Important factors that could cause actual results or events to differ materially from our expectations, or cautionary statements, include among others, failure to obtain required regulatory approvals in a timely manner or at all; failure to satisfy any other conditions to the closing of the transaction in a timely manner or at all; the occurrence of any event that could give rise to termination of the definitive agreement, including the inability to obtain acceptable financing; the risk that anticipated benefits, including synergies, from the proposed transaction may not be fully realized or may take longer to realize than expected, including that the transaction may not be accretive within the expected timeframe or to the extent anticipated; failure to successfully integrate Red Trail Energy’s assets and employees; unanticipated costs of acquiring or integrating Red Trail Energy’s assets, including as a result of the financing of the acquisition; the effect of the proposed transaction on our ability to retain and hire key personnel and maintain relationships with Red Trail Energy’s customers, suppliers and other third parties; changes in legislation or government regulations affecting the proposed transaction or the parties; and other risk factors or uncertainties identified from time to time in Gevo’s filings with the US Securities and Exchange Commission (“SEC”). All written and oral forward-looking statements attributable to us, or persons acting on our behalf, are expressly qualified in their entirety by the cautionary statements identified above and in the section entitled “Risk Factors” and elsewhere in our Annual Report on Form 10-K for the year ended December 31, 2023 as well as other cautionary statements that are made from time to time in our other SEC filings and public communications. You should evaluate all forward-looking statements made in this release in the context of these risks and uncertainties.

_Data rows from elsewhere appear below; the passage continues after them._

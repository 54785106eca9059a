//! Price snapshot cache
//!
//! Latest `MarketSnapshot` per instrument. A refresh overwrites the entries
//! the batch returned and keeps every other entry as last known; only an
//! empty instrument set clears the cache.

use std::collections::BTreeMap;

use tracing::{debug, warn};
use types::ids::InstrumentId;
use types::snapshot::MarketSnapshot;

use crate::error::FeedError;
use crate::source::SnapshotSource;

/// What a refresh did to the cache.
#[derive(Debug, Clone, Copy, PartialEq, Eq)]
pub enum RefreshOutcome {
    /// Empty instrument set; cache emptied, nothing requested.
    Cleared,
    /// Batch merged; `updated` entries overwritten or inserted.
    Merged { updated: usize },
}

/// Per-instrument snapshot cache.
#[derive(Debug, Default)]
pub struct PriceSnapshotCache {
    snapshots: BTreeMap<InstrumentId, MarketSnapshot>,
    last_error: Option<String>,
    refreshes: u64,
    failures: u64,
}

impl PriceSnapshotCache {
    pub fn new() -> Self {
        Self::default()
    }

    /// Fetch snapshots for `ids` and merge them.
    ///
    /// On failure the cache is left untouched, the error is recorded in
    /// [`last_error`](Self::last_error) and returned.
    pub async fn refresh<S>(&mut self, source: &S, ids: &[InstrumentId]) -> Result<RefreshOutcome, FeedError>
    where
        S: SnapshotSource + ?Sized,
    {
        if ids.is_empty() {
            self.clear();
            return Ok(RefreshOutcome::Cleared);
        }

        match source.fetch_snapshots(ids).await {
            Ok(batch) => Ok(self.apply(batch)),
            Err(err) => {
                self.record_failure(&err);
                Err(err)
            }
        }
    }

    /// Merge a fetched batch.
    pub fn apply(&mut self, batch: Vec<MarketSnapshot>) -> RefreshOutcome {
        let updated = batch.len();
        for snapshot in batch {
            self.snapshots.insert(snapshot.instrument_id.clone(), snapshot);
        }
        self.last_error = None;
        self.refreshes += 1;
        debug!(updated, cached = self.snapshots.len(), "Merged price snapshots");
        RefreshOutcome::Merged { updated }
    }

    /// Record a failed fetch without touching cached values.
    pub fn record_failure(&mut self, err: &FeedError) {
        warn!(error = %err, kind = err.kind(), cached = self.snapshots.len(), "Snapshot refresh failed; keeping last known prices");
        self.last_error = Some(err.to_string());
        self.failures += 1;
    }

    pub fn clear(&mut self) {
        if !self.snapshots.is_empty() {
            debug!(dropped = self.snapshots.len(), "Clearing price snapshots");
        }
        self.snapshots.clear();
        self.last_error = None;
    }

    pub fn get(&self, id: &InstrumentId) -> Option<&MarketSnapshot> {
        self.snapshots.get(id)
    }

    pub fn iter(&self) -> impl Iterator<Item = (&InstrumentId, &MarketSnapshot)> {
        self.snapshots.iter()
    }

    pub fn len(&self) -> usize {
        self.snapshots.len()
    }

    pub fn is_empty(&self) -> bool {
        self.snapshots.is_empty()
    }

    /// Message of the most recent failed refresh, cleared by the next success.
    pub fn last_error(&self) -> Option<&str> {
        self.last_error.as_deref()
    }

    pub fn refresh_count(&self) -> u64 {
        self.refreshes
    }

    pub fn failure_count(&self) -> u64 {
        self.failures
    }
}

We caution you that the important factors referenced above may not reflect all of the factors that could cause actual results or events to differ from our expectations. In addition, we cannot assure you that we will realize the results or developments we expect or anticipate or, even if substantially realized, that they will result in the consequences or affect us or our operations in the way we expect. The forward-looking statements included in this release are made only as of the date hereof. We undertake no obligation to publicly update or revise any forward-looking statement as a result of new information, future events or otherwise, except as otherwise required by law.